Cardiff Bay. Source: grahamwell (Wikimedia Commons)
Conservatism, Character and Constitution

Time for change for Wales

Since the formation of the Senedd, there has not been a Conservative Government in Wales. However as recent referenda and elections have shown volatility amongst the electorate is increasing signalling a desire for change writes Samantha Chohan.

This desire for change has the potential to bring about a realignment in party loyalties, reshaping the political landscape. The fate of the Labour Party in Scotland who suffered staggering losses to the SNP after failing to read the mood of the country shows that they have no Divine Right to Rule. Our country has many similarities to Scotland with perpetually offended Plaid and Labour laziness and arrogance. I believe that we may be closer to a watershed election than we realise. 

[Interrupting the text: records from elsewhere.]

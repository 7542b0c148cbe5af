//! Core value types exchanged between the console and the vehicle.
//!
//! ## Architecture
//!
//! - [`ControlFrame`] and [`TelemetryFrame`] are the two fixed-size wire records
//! - [`ControlInput`] is the logical input tuple that saturates into a [`ControlFrame`]
//! - [`FunctionBits`] names the switches packed into the last control byte
//! - [`VehicleRecord`] identifies a discovered vehicle by `(address, control_port)`
//! - [`SessionPhase`] and [`Role`] describe where a supervisor is in its lifecycle
//!
//! ## Usage Example
//!
//! ```rust
//! use roverlink::types::{ControlFrame, ControlInput, FunctionBits};
//!
//! let input = ControlInput {
//!     gear: 2,
//!     steering: 0.5,
//!     throttle: 0.8,
//!     brake: 0.0,
//!     functions: FunctionBits::NONE.with_lights(true),
//! };
//! let frame = ControlFrame::from_input(&input);
//! assert_eq!((frame.steering, frame.throttle), (64, 80));
//! ```

mod bitfield;
mod frame;
mod session;
mod update_rate;
mod vehicle;

pub use bitfield::{FunctionBits, function_bit};
pub use frame::{ControlFrame, ControlInput, FrameKind, TelemetryFrame};
pub use session::{Role, SessionPhase};
pub use update_rate::UpdateRate;
pub use vehicle::VehicleRecord;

There are clear parallels with the 1945 election and the elections we will face in the coming decade. Our country has suffered the internal conflict of the Brexit debate, the tragedy of the Covid pandemic and faces danger in the form of environmental challenges. In 1945 The desire for something good to come from tragedy was harnessed to build a country “fit for heroes”. Unfortunately, it was also a Trojan horse for decades of decline that required painful readjustment. We cannot allow this to happen again.

The things we hold dear as Conservatives such as the union must evolve. Faith in our country, ourselves, and our families are the antidote to the fear of Brexit that is still being spread by a biased media and remain fundamentalists. From the trauma and suffering of the Pandemic we must articulate a future based on hope. Our people want good to come from this tragedy. Hope for a better future with more opportunities to work, study, and improve their quality of life by removing overbearing state regulation and increasing innovation and choice in health and education. On the environment we need to unite society, the state, and especially the individual to rise to the challenges that we face as we have in the past. A country of incentivised micro generating homes actively contributing to energy security in a personal rather than abstract sense would be a policy worthy of inclusion in any conservative manifesto and the embodiment of thrift, personal responsibility and expansion of choice. 

Once again, the Conservatives must resist the creeping dead hand of the state and the siren calls of an unnecessary activist government, excessive regulation and the stifling of our freedoms by articulating a new vision for our country. By falling back on our tried and tested methods to address the challenges we face we can restore freedoms, temporarily suspended, during the pandemic and expand them where possible. The choices our people have as consumers of both private and public goods and services must be expanded. Why is it routine to choose my mobile phone provider but I need to have permission from the Head of Midwifery to give birth in my choice of hospital? We cannot allow the only vision of the future to be articulated by Socialists and Separatists nor can we only stand for the status quo. Wales is getting ready for a radical reapplication of Conservative principles. We must show the way to a healthier, wealthier, freer, greener, better educated Wales.